Encyclopedia of Life tried to launch yesterday but was immediately crippled by unexpectedly large crowds of visitors. David Shorthouse writes in the EOL Blog (which does still work):
We’re too Popular!
David Shorthouse
February 26th, 2008
You may have noticed that the EOL site has been flaky at best since approximately 12 EST this afternoon. Although we are serving the site from a load balanced cluster of several machines, we are experiencing phenomenal loads.
I just churned through the web logs from web machines in this cluster and there were 5.8M hits in the span of 3 hours. Most of these happened within 1 hour. We were down (and continue to experience intermittent access) for a few hours, then flipped the machines back on. Since then, there were an additional 5.7M hits, totaling 11.5M hits since 9AM this morning and it is now 2:45PM here. Wow!
We are working hard to resolve the issue so stay tuned and please have patience! I’ll post updates here as the day progresses.
I haven’t gotten a chance to see the site yet. My sources told me a month ago that it was done and they were shock testing it. I’m sorry they didn’t have the network infrastructure to handle the massive reaction from the public. On the one hand, it is embarrassing to be caught unprepared like this. On the other hand, it is testimony to the public demand for this kind of information (although one wonders how many journalists it takes to crash a website).
On the positive side, I expect the kinks to be worked out in the next few days. Unlike a failed NASA mission, the show can and will go on. The data are all still there and lessons learned can be applied next time. However, EOL anticipates a total re-engineering and so should expect many more bumpy roads ahead. For example, imagine the possible problems when the site goes semantic and is dynamically drawing information from other sites which are not nearly as well funded (it isn’t clear to me how much of the current implementation is dynamic).
Rod Page admits he is intentionally hypercritical in his review. Much of what he calls for is already planned, though he is concerned at the ability of the team to deliver.
I think the first release of EOL should have, at a minimum, provided at least as much information that I can get from iSpecies and Wikipedia. Other projects, such as Freebase, have pre-populated their databases with content from Wikipedia and other sources. Why didn’t EOL? If the argument is that they want authenticated content, then this doesn’t wash. Their authenticated content is minimal, and waiting for authentication will, in my view, cripple EOL.
EOL’s web site has no mechanism for people to extract data (e.g., RSS feeds, microformats, links to RDF, etc.). It’s intended to be read by humans, not machines. This greatly diminishes its utility.
The real question is how much the issues I’ve raised are things which are easy to fix given time, or whether they reflect underlying problems with the way the project is conceived.
I would point out that yes, the EOL is intended for humans not machines. The original sources from which the data come ought to be machine readable in the first place in order for EOL to get the data. That will be a huge challenge in itself, and a place where EOL can help. EOL eventually will be generating RDF, which itself is not difficult if you know how you want it to look. And then data harvesters will have to sort out which source is the best when the same data appear in multiple places.
Carl Zimmer, who wrote the New York Times blurb, sounds much more optimistic in his blog entry.
I would not be surprised that the interests of communities within biology drive a lot of the growth of the encyclopedia. If the kinks are worked out, it could be a tool that a group of people interested in, say, orchids, could use to store and study their data. Seen that way, it wouldn’t have to hit all 1.8 million species pages to achieve something important.

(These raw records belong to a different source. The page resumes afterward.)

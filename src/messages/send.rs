use axum::{Json, debug_handler, extract::State, http::StatusCode, response::IntoResponse};
use serde::Deserialize;
use serde_json::json;
use sqlx::SqlitePool;
use time::{OffsetDateTime, format_description::BorrowedFormatItem, macros::format_description};
use uuid::Uuid;

use crate::appresult::{ApiError, ApiResult};

// RFC 3339 with the fractional part forced to full width. The plain formatter
// drops ".0" entirely, and a whole-second stamp would then sort after a
// fractional one from the same second ('.' < 'Z').
const CREATED_AT_FORMAT: &[BorrowedFormatItem<'static>] = format_description!(
    "[year]-[month]-[day]T[hour]:[minute]:[second].[subsecond digits:9]Z"
);

#[derive(Debug, Deserialize)]
pub(crate) struct SendMessageBody {
    username: String,
    content: String,
}

#[debug_handler]
pub(crate) async fn send_message(
    State(db_pool): State<SqlitePool>,
    Json(SendMessageBody { username, content }): Json<SendMessageBody>,
) -> ApiResult<impl IntoResponse> {
    let content = content.trim();
    if content.is_empty() {
        return Err(ApiError::BadRequest(
            "Message content must not be empty".to_owned(),
        ));
    }

    append(&db_pool, username.trim(), content).await?;

    // Nothing about the stored message is echoed back to the sender.
    Ok((
        StatusCode::CREATED,
        Json(json!({ "success": true, "message": "Message sent" })),
    ))
}

/// The ingestion gate. The append happens in a single conditional insert:
/// a row lands only if the target exists, is verified and is accepting.
/// Unverified accounts are not valid targets and are not revealed to exist.
pub(crate) async fn append(pool: &SqlitePool, username: &str, content: &str) -> ApiResult<()> {
    let appended = sqlx::query(
        "INSERT INTO messages (id, account_id, content, created_at)
         SELECT ?, id, ?, ? FROM accounts
         WHERE username = ? AND is_verified = 1 AND is_accepting_messages = 1",
    )
    .bind(Uuid::now_v7().to_string())
    .bind(content)
    .bind(OffsetDateTime::now_utc().format(CREATED_AT_FORMAT)?)
    .bind(username)
    .execute(pool)
    .await?;

    if appended.rows_affected() == 1 {
        return Ok(());
    }

    let target: Option<(bool,)> = sqlx::query_as(
        "SELECT is_accepting_messages FROM accounts WHERE username = ? AND is_verified = 1",
    )
    .bind(username)
    .fetch_optional(pool)
    .await?;

    match target {
        None => Err(ApiError::NotFound("User not found".to_owned())),
        Some(_) => Err(ApiError::Forbidden(
            "User is not accepting messages".to_owned(),
        )),
    }
}

#[cfg(test)]
mod tests {
    use super::*;
    use crate::{accounts, messages::inbox, testutil::{register_verified, test_pool}};

    #[tokio::test]
    async fn appends_to_verified_accepting_account() {
        let pool = test_pool().await;
        let id = register_verified(&pool, "abc", "a@x.com").await;

        append(&pool, "abc", "hi there").await.unwrap();

        let messages = inbox::list(&pool, &id).await.unwrap();
        assert_eq!(messages.len(), 1);
        assert_eq!(messages[0].content, "hi there");
    }

    #[tokio::test]
    async fn unknown_recipient_is_not_found() {
        let pool = test_pool().await;
        let err = append(&pool, "ghost", "hi").await.unwrap_err();
        assert!(matches!(err, ApiError::NotFound(_)));
    }

    #[tokio::test]
    async fn unverified_recipient_is_not_targetable() {
        let pool = test_pool().await;
        accounts::register(&pool, "abc", "a@x.com", "hash").await.unwrap();

        // Reported identically to a missing account.
        let err = append(&pool, "abc", "hi").await.unwrap_err();
        assert!(matches!(err, ApiError::NotFound(_)));
    }

    #[tokio::test]
    async fn closed_gate_rejects_and_appends_nothing() {
        let pool = test_pool().await;
        let id = register_verified(&pool, "abc", "a@x.com").await;
        accounts::set_accepting(&pool, &id, false).await.unwrap();

        let err = append(&pool, "abc", "hi").await.unwrap_err();
        assert!(matches!(err, ApiError::Forbidden(_)));
        assert!(inbox::list(&pool, &id).await.unwrap().is_empty());
    }

    #[test]
    fn stored_timestamps_sort_lexicographically() {
        use time::macros::datetime;

        let whole = datetime!(2026-08-26 12:00:00 UTC);
        let fractional = datetime!(2026-08-26 12:00:00.5 UTC);

        let a = whole.format(CREATED_AT_FORMAT).unwrap();
        let b = fractional.format(CREATED_AT_FORMAT).unwrap();
        assert_eq!(a.len(), b.len());
        assert!(a < b);
    }

    #[tokio::test]
    async fn reopened_gate_accepts_again() {
        let pool = test_pool().await;
        let id = register_verified(&pool, "abc", "a@x.com").await;

        accounts::set_accepting(&pool, &id, false).await.unwrap();
        append(&pool, "abc", "dropped").await.unwrap_err();

        accounts::set_accepting(&pool, &id, true).await.unwrap();
        append(&pool, "abc", "kept").await.unwrap();

        let messages = inbox::list(&pool, &id).await.unwrap();
        assert_eq!(messages.len(), 1);
        assert_eq!(messages[0].content, "kept");
    }
}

I could not agree more. The challenge, as I’ve stated before, is engaging those communities and providing tools (perhaps more than just one option!) so that they can not only easily create and moderate the content, but get some payback from it themselves. They don’t need to be on board with the EOL directly, but be producing content that plays nicely with EOL. Note that I have a vested interest. All of the projects I know have a hard time getting their communities on board, and they all have distinct aims and system architectures. We are all poised to see how we can funnel our efforts toward EOL without bankrupting ourselves. Can we use EOL to leverage success on our projects? It isn’t going to be easy, or cheap.
I do notice that the blog contains several observations I could get onto the semantic web by making SPOTs for them. For example, YouTube videos of honey badgers making tools in India, assisted by honeyguides, and allegedly causing problems in Basra, Iraq. Because these are very far removed from the original sources and have poor locality data, they are low quality observations. However, for demonstration purposes, they might be useful.